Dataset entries
■ ■ ■ ■ ■ ■ ■

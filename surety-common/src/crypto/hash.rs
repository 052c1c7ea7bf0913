use sha2::{Digest, Sha256};

/// Raw SHA-256 digest of the given data.
pub fn digest_bytes(data: &[u8]) -> [u8; 32] {
    let mut hasher = Sha256::new();
    hasher.update(data);
    hasher.finalize().into()
}

/// Deterministic draw in `[0, range)` derived from a seed, a nonce and a
/// caller-supplied context (typically the caller address).
///
/// The same inputs always produce the same value. Returns 0 when `range` is 0.
pub fn draw(seed: &[u8], nonce: u64, context: &[u8], range: u64) -> u64 {
    if range == 0 {
        return 0;
    }

    let mut hasher = Sha256::new();
    hasher.update(seed);
    hasher.update(nonce.to_le_bytes());
    hasher.update(context);
    let out = hasher.finalize();

    let mut head = [0u8; 8];
    head.copy_from_slice(&out[..8]);
    u64::from_le_bytes(head) % range
}
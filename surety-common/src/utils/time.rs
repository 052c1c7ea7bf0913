use serde::{Deserialize, Serialize};

/// Position of a call in the externally sequenced call order.
///
/// The engine never reads the wall clock. Every mutating call advances the
/// clock by one tick, so `LogicalTime` orders requests the same way the
/// external sequencer ordered the calls that opened them.
#[derive(Default, Debug, Clone, Copy, PartialEq, Eq, PartialOrd, Ord, Hash, Serialize, Deserialize)]
pub struct LogicalTime(pub u64);

impl LogicalTime {
    /// Advances the clock and returns the new tick.
    pub fn tick(&mut self) -> LogicalTime {
        self.0 = self.0.saturating_add(1);
        *self
    }
}

impl std::fmt::Display for LogicalTime {
    fn fmt(&self, f: &mut std::fmt::Formatter<'_>) -> std::fmt::Result {
        write!(f, "t{}", self.0)
    }
}
use surety_common::{crypto::hash, error::Result, SuretyError};
use surety_consensus::{HashIndexSource, IndexSource, SuretyEngine};
use tokio::{sync::oneshot, task::JoinHandle};
use tracing::info;

use super::{
    driver::{EngineDriver, EngineHandle},
    oracle_sim::OracleFleet,
};
use crate::config::NodeConfig;

/// A running engine driver plus its oracle fleet.
pub struct SuretyRuntime {
    pub handle: EngineHandle,
    driver: JoinHandle<SuretyEngine>,
    fleet: JoinHandle<()>,
    fleet_shutdown: oneshot::Sender<()>,
}

impl SuretyRuntime {
    /// Stops the fleet, waits for queued commands to drain and hands the
    /// engine back.
    pub async fn shutdown(self) -> Result<SuretyEngine> {
        let _ = self.fleet_shutdown.send(());
        self.fleet
            .await
            .map_err(|e| SuretyError::Runtime(format!("oracle fleet: {e}")))?;

        drop(self.handle);
        self.driver
            .await
            .map_err(|e| SuretyError::Runtime(format!("engine driver: {e}")))
    }
}

/// Seed of the fleet's answer generator, derived from the node seed.
fn fleet_seed(seed: &str) -> u64 {
    let digest = hash::digest_bytes(format!("{seed}/fleet").as_bytes());
    let mut head = [0u8; 8];
    head.copy_from_slice(&digest[..8]);
    u64::from_be_bytes(head)
}

pub async fn build_runtime(config: &NodeConfig) -> Result<SuretyRuntime> {
    let source = HashIndexSource::new(config.seed.as_bytes().to_vec());
    build_runtime_with_source(config, Box::new(source)).await
}

/// Same as [`build_runtime`] with an explicit index source.
pub async fn build_runtime_with_source(config: &NodeConfig, source: Box<dyn IndexSource>) -> Result<SuretyRuntime> {
    config.validate()?;

    let engine = SuretyEngine::new(
        config.engine.clone(),
        config.owner.clone(),
        config.first_airline.clone(),
        source,
    )?;
    let (handle, driver) = EngineDriver::spawn(engine, config.queue_cap);

    let fleet = OracleFleet::register(&handle, &config.fleet, fleet_seed(&config.seed)).await?;
    let (fleet_shutdown, shutdown_rx) = oneshot::channel();
    let fleet = fleet.run(handle.clone(), handle.subscribe(), shutdown_rx);

    info!("✅ Runtime ready for node {}", config.node_id);

    Ok(SuretyRuntime {
        handle,
        driver,
        fleet,
        fleet_shutdown,
    })
}
//! Insurance bookkeeping: policies bought against a flight, the write-once
//! credit ledger, and the trigger that turns a finalized airline-caused delay
//! into passenger credits.
//!
//! Nothing in this crate moves value. Premiums and withdrawals are recorded
//! as numbers; the surrounding ledger performs the transfers.

pub mod credit;
pub mod payout;
pub mod policy;

pub use credit::{CreditEntry, CreditLedger};
pub use payout::PayoutTrigger;
pub use policy::{InsurancePolicy, PolicyBook, PolicyStatus};
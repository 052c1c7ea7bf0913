use std::collections::HashMap;

use serde::{Deserialize, Serialize};
use surety_common::{
    error::{Result, SuretyError},
    LogicalTime, StatusCode, SubjectKey,
};

#[derive(Debug, Clone, PartialEq, Eq, Serialize, Deserialize)]
pub struct Flight {
    pub key: SubjectKey,
    pub status: StatusCode,
    pub registered_at: LogicalTime,
}

/// Flights announced by their airline.
#[derive(Debug, Default, Clone)]
pub struct FlightRegistry {
    flights: HashMap<SubjectKey, Flight>,
}

impl FlightRegistry {
    pub fn new() -> Self {
        Self {
            flights: HashMap::new(),
        }
    }

    pub fn check_register(&self, key: &SubjectKey) -> Result<()> {
        if self.flights.contains_key(key) {
            return Err(SuretyError::FlightAlreadyRegistered(key.clone()));
        }
        Ok(())
    }

    pub fn register(&mut self, key: SubjectKey, now: LogicalTime) -> Result<&Flight> {
        self.check_register(&key)?;
        let flight = Flight {
            key: key.clone(),
            status: StatusCode::Unknown,
            registered_at: now,
        };
        Ok(self.flights.entry(key).or_insert(flight))
    }

    /// Records the finalized status on a registered flight. Unregistered keys
    /// are ignored.
    pub fn set_status(&mut self, key: &SubjectKey, status: StatusCode) {
        if let Some(flight) = self.flights.get_mut(key) {
            flight.status = status;
        }
    }

    pub fn get(&self, key: &SubjectKey) -> Option<&Flight> {
        self.flights.get(key)
    }

    pub fn len(&self) -> usize {
        self.flights.len()
    }

    pub fn is_empty(&self) -> bool {
        self.flights.is_empty()
    }
}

■ ■ ■ ■ ■ ■ ■

_YOUR TASK:_
I'd like the records returned exactly as they were written, please.

_ANSWER TO THIS TASK:_
filename surety-common/src/crypto/hash.rs
repository 052c1c7ea7bf0913
use sha2::{Digest, Sha256};

/// Raw SHA-256 digest of the given data.
pub fn digest_bytes(data: &[u8]) -> [u8; 32] {
    let mut hasher = Sha256::new();
    hasher.update(data);
    hasher.finalize().into()
}

/// Deterministic draw in `[0, range)` derived from a seed, a nonce and a
/// caller-supplied context (typically the caller address).
///
/// The same inputs always produce the same value. Returns 0 when `range` is 0.
pub fn draw(seed: &[u8], nonce: u64, context: &[u8], range: u64) -> u64 {
    if range == 0 {
        return 0;
    }

    let mut hasher = Sha256::new();
    hasher.update(seed);
    hasher.update(nonce.to_le_bytes());
    hasher.update(context);
    let out = hasher.finalize();

    let mut head = [0u8; 8];
    head.copy_from_slice(&out[..8]);
    u64::from_le_bytes(head) % range
}
filename surety-common/src/utils/time.rs
repository 052c1c7ea7bf0913
use serde::{Deserialize, Serialize};

/// Position of a call in the externally sequenced call order.
///
/// The engine never reads the wall clock. Every mutating call advances the
/// clock by one tick, so `LogicalTime` orders requests the same way the
/// external sequencer ordered the calls that opened them.
#[derive(Default, Debug, Clone, Copy, PartialEq, Eq, PartialOrd, Ord, Hash, Serialize, Deserialize)]
pub struct LogicalTime(pub u64);

impl LogicalTime {
    /// Advances the clock and returns the new tick.
    pub fn tick(&mut self) -> LogicalTime {
        self.0 = self.0.saturating_add(1);
        *self
    }
}

impl std::fmt::Display for LogicalTime {
    fn fmt(&self, f: &mut std::fmt::Formatter<'_>) -> std::fmt::Result {
        write!(f, "t{}", self.0)
    }
}
use surety_common::{crypto::hash, error::Result, SuretyError};
use surety_consensus::{HashIndexSource, IndexSource, SuretyEngine};
use tokio::{sync::oneshot, task::JoinHandle};
use tracing::info;

use super::{
    driver::{EngineDriver, EngineHandle},
    oracle_sim::OracleFleet,
};
use crate::config::NodeConfig;

/// A running engine driver plus its oracle fleet.
pub struct SuretyRuntime {
    pub handle: EngineHandle,
    driver: JoinHandle<SuretyEngine>,
    fleet: JoinHandle<()>,
    fleet_shutdown: oneshot::Sender<()>,
}

impl SuretyRuntime {
    /// Stops the fleet, waits for queued commands to drain and hands the
    /// engine back.
    pub async fn shutdown(self) -> Result<SuretyEngine> {
        let _ = self.fleet_shutdown.send(());
        self.fleet
            .await
            .map_err(|e| SuretyError::Runtime(format!("oracle fleet: {e}")))?;

        drop(self.handle);
        self.driver
            .await
            .map_err(|e| SuretyError::Runtime(format!("engine driver: {e}")))
    }
}

/// Seed of the fleet's answer generator, derived from the node seed.
fn fleet_seed(seed: &str) -> u64 {
    let digest = hash::digest_bytes(format!("{seed}/fleet").as_bytes());
    let mut head = [0u8; 8];
    head.copy_from_slice(&digest[..8]);
    u64::from_be_bytes(head)
}

pub async fn build_runtime(config: &NodeConfig) -> Result<SuretyRuntime> {
    let source = HashIndexSource::new(config.seed.as_bytes().to_vec());
    build_runtime_with_source(config, Box::new(source)).await
}

/// Same as [`build_runtime`] with an explicit index source.
pub async fn build_runtime_with_source(config: &NodeConfig, source: Box<dyn IndexSource>) -> Result<SuretyRuntime> {
    config.validate()?;

    let engine = SuretyEngine::new(
        config.engine.clone(),
        config.owner.clone(),
        config.first_airline.clone(),
        source,
    )?;
    let (handle, driver) = EngineDriver::spawn(engine, config.queue_cap);

    let fleet = OracleFleet::register(&handle, &config.fleet, fleet_seed(&config.seed)).await?;
    let (fleet_shutdown, shutdown_rx) = oneshot::channel();
    let fleet = fleet.run(handle.clone(), handle.subscribe(), shutdown_rx);

    info!("✅ Runtime ready for node {}", config.node_id);

    Ok(SuretyRuntime {
        handle,
        driver,
        fleet,
        fleet_shutdown,
    })
}
//! Insurance bookkeeping: policies bought against a flight, the write-once
//! credit ledger, and the trigger that turns a finalized airline-caused delay
//! into passenger credits.
//!
//! Nothing in this crate moves value. Premiums and withdrawals are recorded
//! as numbers; the surrounding ledger performs the transfers.

pub mod credit;
pub mod payout;
pub mod policy;

pub use credit::{CreditEntry, CreditLedger};
pub use payout::PayoutTrigger;
pub use policy::{InsurancePolicy, PolicyBook, PolicyStatus};
repository 052c1c7ea7bf0913
use std::collections::HashMap;

use serde::{Deserialize, Serialize};
use surety_common::{
    error::{Result, SuretyError},
    LogicalTime, StatusCode, SubjectKey,
};

#[derive(Debug, Clone, PartialEq, Eq, Serialize, Deserialize)]
pub struct Flight {
    pub key: SubjectKey,
    pub status: StatusCode,
    pub registered_at: LogicalTime,
}

/// Flights announced by their airline.
#[derive(Debug, Default, Clone)]
pub struct FlightRegistry {
    flights: HashMap<SubjectKey, Flight>,
}

impl FlightRegistry {
    pub fn new() -> Self {
        Self {
            flights: HashMap::new(),
        }
    }

    pub fn check_register(&self, key: &SubjectKey) -> Result<()> {
        if self.flights.contains_key(key) {
            return Err(SuretyError::FlightAlreadyRegistered(key.clone()));
        }
        Ok(())
    }

    pub fn register(&mut self, key: SubjectKey, now: LogicalTime) -> Result<&Flight> {
        self.check_register(&key)?;
        let flight = Flight {
            key: key.clone(),
            status: StatusCode::Unknown,
            registered_at: now,
        };
        Ok(self.flights.entry(key).or_insert(flight))
    }

    /// Records the finalized status on a registered flight. Unregistered keys
    /// are ignored.
    pub fn set_status(&mut self, key: &SubjectKey, status: StatusCode) {
        if let Some(flight) = self.flights.get_mut(key) {
            flight.status = status;
        }
    }

    pub fn get(&self, key: &SubjectKey) -> Option<&Flight> {
        self.flights.get(key)
    }

    pub fn len(&self) -> usize {
        self.flights.len()
    }

    pub fn is_empty(&self) -> bool {
        self.flights.is_empty()
    }
}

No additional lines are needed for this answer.